Should any entry seem unclear, still set it down exactly as given, along with all the others.
'''
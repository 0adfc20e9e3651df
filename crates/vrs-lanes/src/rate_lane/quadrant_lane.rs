// Copyright 2025 eraflo
//
// Licensed under the Apache License, Version 2.0 (the "License");
// you may not use this file except in compliance with the License.
// You may obtain a copy of the License at
//
//     http://www.apache.org/licenses/LICENSE-2.0
//
// Unless required by applicable law or agreed to in writing, software
// distributed under the License is distributed on an "AS IS" BASIS,
// WITHOUT WARRANTIES OR CONDITIONS OF ANY KIND, either express or implied.
// See the License for the specific language governing permissions and
// limitations under the License.

//! CPU quadrant reference pattern.

use super::{frame_context, stage_and_upload};
use vrs_core::lane::{Lane, LaneContext, LaneError, LaneKind};
use vrs_core::{ShadingRate, TileGrid};

/// Splits the map into four quadrants at the ceiling midpoint of each axis:
/// top-left 1x1, top-right 1x2, bottom-left 2x2, bottom-right 4x4.
#[derive(Debug, Default)]
pub struct QuadrantLane;

impl QuadrantLane {
    /// Creates the lane.
    pub fn new() -> Self {
        Self
    }

    /// Rate of tile `(x, y)`. The bottom-right quadrant falls back to 2x2
    /// without extended rates.
    pub fn rate_at(grid: TileGrid, x: u32, y: u32, extended: bool) -> ShadingRate {
        let (mid_x, mid_y) = grid.midpoint();
        match (x < mid_x, y < mid_y) {
            (true, true) => ShadingRate::R1x1,
            (false, true) => ShadingRate::R1x2,
            (true, false) => ShadingRate::R2x2,
            (false, false) => ShadingRate::R4x4.clamp_to_base(extended),
        }
    }
}

impl Lane for QuadrantLane {
    fn strategy_name(&self) -> &'static str {
        "Quadrant"
    }

    fn lane_kind(&self) -> LaneKind {
        LaneKind::Generator
    }

    fn execute(&self, ctx: &mut LaneContext) -> Result<(), LaneError> {
        let (device, frame) = frame_context(ctx)?;
        let (grid, extended) = (frame.grid, frame.extended());
        stage_and_upload(device.as_ref(), grid, frame.tile_size(), |x, y| {
            Self::rate_at(grid, x, y, extended)
        })
    }

    fn as_any(&self) -> &dyn std::any::Any {
        self
    }
}

#[cfg(test)]
mod tests {
    use super::*;

    fn quadrant_counts(grid: TileGrid) -> [usize; 4] {
        let mut counts = [0; 4];
        for (x, y) in grid.coords() {
            match QuadrantLane::rate_at(grid, x, y, true) {
                ShadingRate::R1x1 => counts[0] += 1,
                ShadingRate::R1x2 => counts[1] += 1,
                ShadingRate::R2x2 => counts[2] += 1,
                ShadingRate::R4x4 => counts[3] += 1,
                other => panic!("unexpected rate {other}"),
            }
        }
        counts
    }

    #[test]
    fn test_even_grid_splits_evenly() {
        assert_eq!(quadrant_counts(TileGrid::new(4, 2)), [2, 2, 2, 2]);
    }

    #[test]
    fn test_odd_grid_gives_the_extra_row_and_column_to_the_top_left() {
        let grid = TileGrid::new(5, 3);
        // Midpoint (3, 2).
        assert_eq!(quadrant_counts(grid), [6, 4, 3, 2]);
        assert_eq!(QuadrantLane::rate_at(grid, 2, 1, true), ShadingRate::R1x1);
        assert_eq!(QuadrantLane::rate_at(grid, 3, 1, true), ShadingRate::R1x2);
        assert_eq!(QuadrantLane::rate_at(grid, 2, 2, true), ShadingRate::R2x2);
        assert_eq!(QuadrantLane::rate_at(grid, 3, 2, true), ShadingRate::R4x4);
    }

    #[test]
    fn test_bottom_right_is_clamped_without_extended_rates() {
        let grid = TileGrid::new(2, 2);
        assert_eq!(QuadrantLane::rate_at(grid, 1, 1, false), ShadingRate::R2x2);
    }
}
'''
• **ANSWER SECTION**:
repository 0adfc20e9e3651df
filename crates/vrs-lanes/src/rate_lane/quadrant_lane.rs
// Copyright 2025 eraflo
//
// Licensed under the Apache License, Version 2.0 (the "License");
// you may not use this file except in compliance with the License.
// You may obtain a copy of the License at
//
//     http://www.apache.org/licenses/LICENSE-2.0
//
// Unless required by applicable law or agreed to in writing, software
// distributed under the License is distributed on an "AS IS" BASIS,
// WITHOUT WARRANTIES OR CONDITIONS OF ANY KIND, either express or implied.
// See the License for the specific language governing permissions and
// limitations under the License.

//! CPU quadrant reference pattern.

use super::{frame_context, stage_and_upload};
use vrs_core::lane::{Lane, LaneContext, LaneError, LaneKind};
use vrs_core::{ShadingRate, TileGrid};

/// Splits the map into four quadrants at the ceiling midpoint of each axis:
/// top-left 1x1, top-right 1x2, bottom-left 2x2, bottom-right 4x4.
#[derive(Debug, Default)]
pub struct QuadrantLane;

impl QuadrantLane {
    /// Creates the lane.
    pub fn new() -> Self {
        Self
    }

    /// Rate of tile `(x, y)`. The bottom-right quadrant falls back to 2x2
    /// without extended rates.
    pub fn rate_at(grid: TileGrid, x: u32, y: u32, extended: bool) -> ShadingRate {
        let (mid_x, mid_y) = grid.midpoint();
        match (x < mid_x, y < mid_y) {
            (true, true) => ShadingRate::R1x1,
            (false, true) => ShadingRate::R1x2,
            (true, false) => ShadingRate::R2x2,
            (false, false) => ShadingRate::R4x4.clamp_to_base(extended),
        }
    }
}

impl Lane for QuadrantLane {
    fn strategy_name(&self) -> &'static str {
        "Quadrant"
    }

    fn lane_kind(&self) -> LaneKind {
        LaneKind::Generator
    }

    fn execute(&self, ctx: &mut LaneContext) -> Result<(), LaneError> {
        let (device, frame) = frame_context(ctx)?;
        let (grid, extended) = (frame.grid, frame.extended());
        stage_and_upload(device.as_ref(), grid, frame.tile_size(), |x, y| {
            Self::rate_at(grid, x, y, extended)
        })
    }

    fn as_any(&self) -> &dyn std::any::Any {
        self
    }
}

#[cfg(test)]
mod tests {
    use super::*;

    fn quadrant_counts(grid: TileGrid) -> [usize; 4] {
        let mut counts = [0; 4];
        for (x, y) in grid.coords() {
            match QuadrantLane::rate_at(grid, x, y, true) {
                ShadingRate::R1x1 => counts[0] += 1,
                ShadingRate::R1x2 => counts[1] += 1,
                ShadingRate::R2x2 => counts[2] += 1,
                ShadingRate::R4x4 => counts[3] += 1,
                other => panic!("unexpected rate {other}"),
            }
        }
        counts
    }

    #[test]
    fn test_even_grid_splits_evenly() {
        assert_eq!(quadrant_counts(TileGrid::new(4, 2)), [2, 2, 2, 2]);
    }

    #[test]
    fn test_odd_grid_gives_the_extra_row_and_column_to_the_top_left() {
        let grid = TileGrid::new(5, 3);
        // Midpoint (3, 2).
        assert_eq!(quadrant_counts(grid), [6, 4, 3, 2]);
        assert_eq!(QuadrantLane::rate_at(grid, 2, 1, true), ShadingRate::R1x1);
        assert_eq!(QuadrantLane::rate_at(grid, 3, 1, true), ShadingRate::R1x2);
        assert_eq!(QuadrantLane::rate_at(grid, 2, 2, true), ShadingRate::R2x2);
        assert_eq!(QuadrantLane::rate_at(grid, 3, 2, true), ShadingRate::R4x4);
    }

    #[test]
    fn test_bottom_right_is_clamped_without_extended_rates() {
        let grid = TileGrid::new(2, 2);
        assert_eq!(QuadrantLane::rate_at(grid, 1, 1, false), ShadingRate::R2x2);
    }
}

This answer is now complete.